That was the “Kansas City Stomp.” You may notice that
in playing jazz, the breaks are one of the most
essential things that you can ever do in jazz. Without
breaks and without clean breaks, without beautiful
ideas in breaks, you don’t need to even think about
doin’ anything else. If you can’t have a decent break,
you haven’t got a jazz band, or you can’t even play
jazz.
Show us a good break, Jelly.
Now that’s what you’d call a pretty good break. For
instance, I’ll play just a little bit of a melody of
somethin’ and show you.
That’s what you’d call a break . . .
Maybe I’d better play something that you can understand
more.
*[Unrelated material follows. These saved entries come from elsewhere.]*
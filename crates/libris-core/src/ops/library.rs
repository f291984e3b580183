//! Library store: an in-memory collection bound to a repository
//!
//! ## Persistence contract
//!
//! Every successful mutation (`add`, `remove`, `update`) is followed by a
//! full overwrite of the repository before the call returns. If that write
//! fails, the in-memory change is rolled back and the error is returned, so
//! memory and storage never diverge.
//!
//! A title that matches nothing is not an error: `remove` and `update`
//! return `Ok(None)` and leave both memory and storage untouched.

use std::time::Instant;

use crate::errors::{LibraryError, Result};
use crate::model::{Book, BookUpdate, ReadingStats, SearchField};
use crate::ops::Collection;
use crate::repository::Repository;
use crate::schema::{OUTCOME_APPLIED, OUTCOME_NOT_FOUND};
use crate::{log_op_end, log_op_error, log_op_start};

/// Personal library backed by a repository
#[derive(Debug)]
pub struct Library<R: Repository> {
    repo: R,
    collection: Collection,
}

impl<R: Repository> Library<R> {
    /// Load the collection from `repo`
    ///
    /// Never fails: a missing store starts an empty collection, and so does
    /// a store that cannot be read or parsed (logged at warn level).
    pub fn open(repo: R) -> Self {
        log_op_start!("library_open", store = repo.describe().as_str());
        let start = Instant::now();

        let collection = match repo.load() {
            Ok(books) => Collection::from_books(books),
            Err(LibraryError::StoreNotFound { path }) => {
                tracing::debug!(
                    op = "library_open",
                    store = path.as_str(),
                    "backing store missing, starting empty"
                );
                Collection::new()
            }
            Err(err) => {
                tracing::warn!(
                    op = "library_open",
                    store = repo.describe().as_str(),
                    error = %err,
                    "backing store unreadable, starting empty"
                );
                Collection::new()
            }
        };

        log_op_end!(
            "library_open",
            duration_ms = start.elapsed().as_millis() as u64,
            count = collection.len() as u64
        );

        Self { repo, collection }
    }

    /// Append a book and persist
    ///
    /// Duplicates are allowed.
    ///
    /// # Errors
    ///
    /// Returns the repository error if the collection cannot be saved; the
    /// book is not kept in that case.
    pub fn add(&mut self, book: Book) -> Result<&Book> {
        log_op_start!("add_book", title = book.title.as_str());
        let start = Instant::now();

        self.collection.push(book);
        if let Err(err) = self.save() {
            self.collection.pop();
            log_op_error!(
                "add_book",
                err.clone(),
                duration_ms = start.elapsed().as_millis() as u64
            );
            return Err(err);
        }

        log_op_end!(
            "add_book",
            duration_ms = start.elapsed().as_millis() as u64,
            outcome = OUTCOME_APPLIED,
            count = self.collection.len() as u64
        );

        let books = self.collection.books();
        Ok(&books[books.len() - 1])
    }

    /// Remove the first book whose title matches case-insensitively
    ///
    /// Returns the removed book, or `None` when no title matches.
    ///
    /// # Errors
    ///
    /// Returns the repository error if the collection cannot be saved; the
    /// book is restored in that case.
    pub fn remove(&mut self, title: &str) -> Result<Option<Book>> {
        log_op_start!("remove_book", title = title);
        let start = Instant::now();

        let Some(index) = self.collection.position(title) else {
            log_op_end!(
                "remove_book",
                duration_ms = start.elapsed().as_millis() as u64,
                outcome = OUTCOME_NOT_FOUND
            );
            return Ok(None);
        };

        let previous = self.collection.clone();
        let removed = self.collection.remove_at(index);
        if let Err(err) = self.save() {
            self.collection = previous;
            log_op_error!(
                "remove_book",
                err.clone(),
                duration_ms = start.elapsed().as_millis() as u64
            );
            return Err(err);
        }

        log_op_end!(
            "remove_book",
            duration_ms = start.elapsed().as_millis() as u64,
            outcome = OUTCOME_APPLIED,
            count = self.collection.len() as u64
        );

        Ok(Some(removed))
    }

    /// Search titles and authors for `query`, case-insensitively
    ///
    /// `by` is what the caller asked to search by. It is recorded but does
    /// not narrow the match: both fields are always searched.
    pub fn find<'a>(
        &'a self,
        query: &str,
        by: SearchField,
    ) -> impl Iterator<Item = &'a Book> + 'a {
        log_op_start!("find_books", query = query, by = by.as_str());
        let start = Instant::now();

        let matches = self.collection.search(query);
        log_op_end!(
            "find_books",
            duration_ms = start.elapsed().as_millis() as u64,
            count = self.collection.search(query).count() as u64
        );

        matches
    }

    /// Update the first book whose title matches case-insensitively
    ///
    /// Empty or absent fields in `update` keep their value; the read status
    /// is always replaced. Returns the updated book, or `None` when no title
    /// matches.
    ///
    /// # Errors
    ///
    /// Returns the repository error if the collection cannot be saved; the
    /// previous values are restored in that case.
    pub fn update(&mut self, title: &str, update: BookUpdate) -> Result<Option<&Book>> {
        log_op_start!("update_book", title = title);
        let start = Instant::now();

        let Some(index) = self.collection.position(title) else {
            log_op_end!(
                "update_book",
                duration_ms = start.elapsed().as_millis() as u64,
                outcome = OUTCOME_NOT_FOUND
            );
            return Ok(None);
        };

        let previous = self.collection.clone();
        self.collection.update_at(index, update);
        if let Err(err) = self.save() {
            self.collection = previous;
            log_op_error!(
                "update_book",
                err.clone(),
                duration_ms = start.elapsed().as_millis() as u64
            );
            return Err(err);
        }

        log_op_end!(
            "update_book",
            duration_ms = start.elapsed().as_millis() as u64,
            outcome = OUTCOME_APPLIED
        );

        Ok(self.collection.books().get(index))
    }

    /// All books in insertion order
    pub fn list(&self) -> &[Book] {
        log_op_start!("list_books");
        let start = Instant::now();

        let books = self.collection.books();
        log_op_end!(
            "list_books",
            duration_ms = start.elapsed().as_millis() as u64,
            count = books.len() as u64
        );

        books
    }

    pub fn stats(&self) -> ReadingStats {
        log_op_start!("reading_stats");
        let start = Instant::now();

        let stats = self.collection.stats();
        log_op_end!(
            "reading_stats",
            duration_ms = start.elapsed().as_millis() as u64,
            count = stats.total as u64
        );

        stats
    }

    /// Overwrite the repository with the current collection
    ///
    /// # Errors
    ///
    /// Returns the repository error on write failure.
    pub fn persist(&self) -> Result<()> {
        log_op_start!("persist", store = self.repo.describe().as_str());
        let start = Instant::now();

        self.save().map_err(|e| {
            log_op_error!(
                "persist",
                e.clone(),
                duration_ms = start.elapsed().as_millis() as u64
            );
            e
        })?;

        log_op_end!(
            "persist",
            duration_ms = start.elapsed().as_millis() as u64,
            count = self.collection.len() as u64
        );

        Ok(())
    }

    /// Persist one final time and release the repository
    ///
    /// # Errors
    ///
    /// Returns the repository error on write failure.
    pub fn close(self) -> Result<R> {
        self.persist()?;
        Ok(self.repo)
    }

    pub fn collection(&self) -> &Collection {
        &self.collection
    }

    pub fn repository(&self) -> &R {
        &self.repo
    }

    fn save(&self) -> Result<()> {
        self.repo.save(self.collection.books())
    }
}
For instance, “Strutters’ Ball.”
I made those blakes . . . breaks kind of clean, because
the fact of it is, everybody knows this tune and they
know how it’s played and they’ll know where the breaks
come in.
Without a break you have nothing. Even if a tune have
no break in it, it is always necessary to arrange some
kind of a spot to make a break. Because without a
break, as I said before, you haven’t gotten jazz . . .
and, er, your accurate tempos with your backgrounds of
your figures, which is called riffs today. Of course
that, that happens to be a musical term — riffs.
What’s the difference between a riff and a break?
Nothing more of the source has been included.